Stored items
* * * * *

use rusqlite::{params, OptionalExtension, Row};

use crate::error::Result;
use crate::models::{Notice, PlainText};

use super::database::{Database, Table};
use super::live::LiveStream;

/// Informational pages keyed by `chave`.
#[derive(Clone)]
pub struct NoticeRepository {
    db: Database,
}

impl NoticeRepository {
    pub fn new(db: Database) -> Self {
        Self { db }
    }

    pub async fn notice_by_key(&self, key: &str) -> Result<Option<Notice>> {
        let key = key.to_string();
        let notice = self
            .db
            .conn()
            .call(move |conn| {
                let mut stmt = conn.prepare(
                    "SELECT id, chave, imagem, titulo, conteudo FROM informativos WHERE chave = ?1 LIMIT 1",
                )?;
                let notice = stmt.query_row(params![key], notice_from_row).optional()?;
                Ok(notice)
            })
            .await?;
        Ok(notice)
    }

    pub fn watch_notice(&self, key: impl Into<String>) -> LiveStream<Option<Notice>> {
        let repo = self.clone();
        let key = key.into();
        self.db.observe(Table::Notices, move || {
            let repo = repo.clone();
            let key = key.clone();
            async move { repo.notice_by_key(&key).await }
        })
    }

    /// Insert, or update the row that already owns `notice.key`.
    pub async fn upsert_notice(&self, notice: Notice) -> Result<()> {
        self.db
            .conn()
            .call(move |conn| {
                conn.execute(
                    r#"INSERT INTO informativos (chave, imagem, titulo, conteudo)
                       VALUES (?1, ?2, ?3, ?4)
                       ON CONFLICT(chave) DO UPDATE SET
                           imagem = excluded.imagem,
                           titulo = excluded.titulo,
                           conteudo = excluded.conteudo"#,
                    params![notice.key, notice.image, notice.title, notice.content],
                )?;
                Ok(())
            })
            .await?;
        self.db.notify(Table::Notices);
        Ok(())
    }
}

/// HTML/speech text pairs keyed by `chave`.
#[derive(Clone)]
pub struct TextRepository {
    db: Database,
}

impl TextRepository {
    pub fn new(db: Database) -> Self {
        Self { db }
    }

    pub async fn text_by_key(&self, key: &str) -> Result<Option<PlainText>> {
        let key = key.to_string();
        let text = self
            .db
            .conn()
            .call(move |conn| {
                let mut stmt = conn.prepare(
                    "SELECT id, chave, conteudo_html, conteudo_tts FROM textos WHERE chave = ?1 LIMIT 1",
                )?;
                let text = stmt.query_row(params![key], text_from_row).optional()?;
                Ok(text)
            })
            .await?;
        Ok(text)
    }

    pub fn watch_text(&self, key: impl Into<String>) -> LiveStream<Option<PlainText>> {
        let repo = self.clone();
        let key = key.into();
        self.db.observe(Table::Texts, move || {
            let repo = repo.clone();
            let key = key.clone();
            async move { repo.text_by_key(&key).await }
        })
    }

    pub async fn upsert_text(&self, text: PlainText) -> Result<()> {
        self.db
            .conn()
            .call(move |conn| {
                conn.execute(
                    r#"INSERT INTO textos (chave, conteudo_html, conteudo_tts)
                       VALUES (?1, ?2, ?3)
                       ON CONFLICT(chave) DO UPDATE SET
                           conteudo_html = excluded.conteudo_html,
                           conteudo_tts = excluded.conteudo_tts"#,
                    params![text.key, text.html, text.speech],
                )?;
                Ok(())
            })
            .await?;
        self.db.notify(Table::Texts);
        Ok(())
    }
}

fn notice_from_row(row: &Row) -> rusqlite::Result<Notice> {
    Ok(Notice {
        id: row.get(0)?,
        key: row.get(1)?,
        image: row.get(2)?,
        title: row.get(3)?,
        content: row.get(4)?,
    })
}

fn text_from_row(row: &Row) -> rusqlite::Result<PlainText> {
    Ok(PlainText {
        id: row.get(0)?,
        key: row.get(1)?,
        html: row.get(2)?,
        speech: row.get(3)?,
    })
}

#[cfg(test)]
mod tests {
    use super::*;
    use futures::StreamExt;
    use tokio_test::assert_ok;

    fn privacy(content: &str) -> Notice {
        Notice {
            id: 0,
            key: "privacidade".into(),
            image: Some("informativos/privacidade.webp".into()),
            title: Some("Privacidade".into()),
            content: content.into(),
        }
    }

    #[tokio::test]
    async fn unknown_key_is_none_for_one_shot_and_stream() {
        let db = Database::open_in_memory().await.unwrap();
        let notices = NoticeRepository::new(db.clone());
        let texts = TextRepository::new(db);

        assert!(assert_ok!(notices.notice_by_key("nada").await).is_none());
        assert!(assert_ok!(texts.text_by_key("nada").await).is_none());

        let mut stream = notices.watch_notice("nada");
        assert!(stream.next().await.unwrap().unwrap().is_none());
        let mut stream = texts.watch_text("nada");
        assert!(stream.next().await.unwrap().unwrap().is_none());
    }

    #[tokio::test]
    async fn upsert_keeps_key_unique() {
        let db = Database::open_in_memory().await.unwrap();
        let notices = NoticeRepository::new(db);

        notices.upsert_notice(privacy("v1")).await.unwrap();
        let first = notices.notice_by_key("privacidade").await.unwrap().unwrap();

        notices.upsert_notice(privacy("v2")).await.unwrap();
        let second = notices.notice_by_key("privacidade").await.unwrap().unwrap();

        assert_eq!(first.id, second.id);
        assert_eq!(second.content, "v2");
    }

    #[tokio::test]
    async fn stream_sees_later_insert() {
        let db = Database::open_in_memory().await.unwrap();
        let texts = TextRepository::new(db);
        let mut stream = texts.watch_text("termos");
        assert!(stream.next().await.unwrap().unwrap().is_none());

        texts
            .upsert_text(PlainText {
                id: 0,
                key: "termos".into(),
                html: "<p>Termos</p>".into(),
                speech: "Termos".into(),
            })
            .await
            .unwrap();

        let text = stream.next().await.unwrap().unwrap().unwrap();
        assert_eq!(text.html, "<p>Termos</p>");
        assert_eq!(text.speech, "Termos");
    }
}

* * * * *

_Work request_
The whole of the data must be given again, exactly as shown.

_Result_
use rusqlite::{params, OptionalExtension, Row};

use crate::error::Result;
use crate::models::{Notice, PlainText};

use super::database::{Database, Table};
use super::live::LiveStream;

/// Informational pages keyed by `chave`.
#[derive(Clone)]
pub struct NoticeRepository {
    db: Database,
}

impl NoticeRepository {
    pub fn new(db: Database) -> Self {
        Self { db }
    }

    pub async fn notice_by_key(&self, key: &str) -> Result<Option<Notice>> {
        let key = key.to_string();
        let notice = self
            .db
            .conn()
            .call(move |conn| {
                let mut stmt = conn.prepare(
                    "SELECT id, chave, imagem, titulo, conteudo FROM informativos WHERE chave = ?1 LIMIT 1",
                )?;
                let notice = stmt.query_row(params![key], notice_from_row).optional()?;
                Ok(notice)
            })
            .await?;
        Ok(notice)
    }

    pub fn watch_notice(&self, key: impl Into<String>) -> LiveStream<Option<Notice>> {
        let repo = self.clone();
        let key = key.into();
        self.db.observe(Table::Notices, move || {
            let repo = repo.clone();
            let key = key.clone();
            async move { repo.notice_by_key(&key).await }
        })
    }

    /// Insert, or update the row that already owns `notice.key`.
    pub async fn upsert_notice(&self, notice: Notice) -> Result<()> {
        self.db
            .conn()
            .call(move |conn| {
                conn.execute(
                    r#"INSERT INTO informativos (chave, imagem, titulo, conteudo)
                       VALUES (?1, ?2, ?3, ?4)
                       ON CONFLICT(chave) DO UPDATE SET
                           imagem = excluded.imagem,
                           titulo = excluded.titulo,
                           conteudo = excluded.conteudo"#,
                    params![notice.key, notice.image, notice.title, notice.content],
                )?;
                Ok(())
            })
            .await?;
        self.db.notify(Table::Notices);
        Ok(())
    }
}

/// HTML/speech text pairs keyed by `chave`.
#[derive(Clone)]
pub struct TextRepository {
    db: Database,
}

impl TextRepository {
    pub fn new(db: Database) -> Self {
        Self { db }
    }

    pub async fn text_by_key(&self, key: &str) -> Result<Option<PlainText>> {
        let key = key.to_string();
        let text = self
            .db
            .conn()
            .call(move |conn| {
                let mut stmt = conn.prepare(
                    "SELECT id, chave, conteudo_html, conteudo_tts FROM textos WHERE chave = ?1 LIMIT 1",
                )?;
                let text = stmt.query_row(params![key], text_from_row).optional()?;
                Ok(text)
            })
            .await?;
        Ok(text)
    }

    pub fn watch_text(&self, key: impl Into<String>) -> LiveStream<Option<PlainText>> {
        let repo = self.clone();
        let key = key.into();
        self.db.observe(Table::Texts, move || {
            let repo = repo.clone();
            let key = key.clone();
            async move { repo.text_by_key(&key).await }
        })
    }

    pub async fn upsert_text(&self, text: PlainText) -> Result<()> {
        self.db
            .conn()
            .call(move |conn| {
                conn.execute(
                    r#"INSERT INTO textos (chave, conteudo_html, conteudo_tts)
                       VALUES (?1, ?2, ?3)
                       ON CONFLICT(chave) DO UPDATE SET
                           conteudo_html = excluded.conteudo_html,
                           conteudo_tts = excluded.conteudo_tts"#,
                    params![text.key, text.html, text.speech],
                )?;
                Ok(())
            })
            .await?;
        self.db.notify(Table::Texts);
        Ok(())
    }
}

fn notice_from_row(row: &Row) -> rusqlite::Result<Notice> {
    Ok(Notice {
        id: row.get(0)?,
        key: row.get(1)?,
        image: row.get(2)?,
        title: row.get(3)?,
        content: row.get(4)?,
    })
}

fn text_from_row(row: &Row) -> rusqlite::Result<PlainText> {
    Ok(PlainText {
        id: row.get(0)?,
        key: row.get(1)?,
        html: row.get(2)?,
        speech: row.get(3)?,
    })
}

#[cfg(test)]
mod tests {
    use super::*;
    use futures::StreamExt;
    use tokio_test::assert_ok;

    fn privacy(content: &str) -> Notice {
        Notice {
            id: 0,
            key: "privacidade".into(),
            image: Some("informativos/privacidade.webp".into()),
            title: Some("Privacidade".into()),
            content: content.into(),
        }
    }

    #[tokio::test]
    async fn unknown_key_is_none_for_one_shot_and_stream() {
        let db = Database::open_in_memory().await.unwrap();
        let notices = NoticeRepository::new(db.clone());
        let texts = TextRepository::new(db);

        assert!(assert_ok!(notices.notice_by_key("nada").await).is_none());
        assert!(assert_ok!(texts.text_by_key("nada").await).is_none());

        let mut stream = notices.watch_notice("nada");
        assert!(stream.next().await.unwrap().unwrap().is_none());
        let mut stream = texts.watch_text("nada");
        assert!(stream.next().await.unwrap().unwrap().is_none());
    }

    #[tokio::test]
    async fn upsert_keeps_key_unique() {
        let db = Database::open_in_memory().await.unwrap();
        let notices = NoticeRepository::new(db);

        notices.upsert_notice(privacy("v1")).await.unwrap();
        let first = notices.notice_by_key("privacidade").await.unwrap().unwrap();

        notices.upsert_notice(privacy("v2")).await.unwrap();
        let second = notices.notice_by_key("privacidade").await.unwrap().unwrap();

        assert_eq!(first.id, second.id);
        assert_eq!(second.content, "v2");
    }

    #[tokio::test]
    async fn stream_sees_later_insert() {
        let db = Database::open_in_memory().await.unwrap();
        let texts = TextRepository::new(db);
        let mut stream = texts.watch_text("termos");
        assert!(stream.next().await.unwrap().unwrap().is_none());

        texts
            .upsert_text(PlainText {
                id: 0,
                key: "termos".into(),
                html: "<p>Termos</p>".into(),
                speech: "Termos".into(),
            })
            .await
            .unwrap();

        let text = stream.next().await.unwrap().unwrap().unwrap();
        assert_eq!(text.html, "<p>Termos</p>");
        assert_eq!(text.speech, "Termos");
    }
}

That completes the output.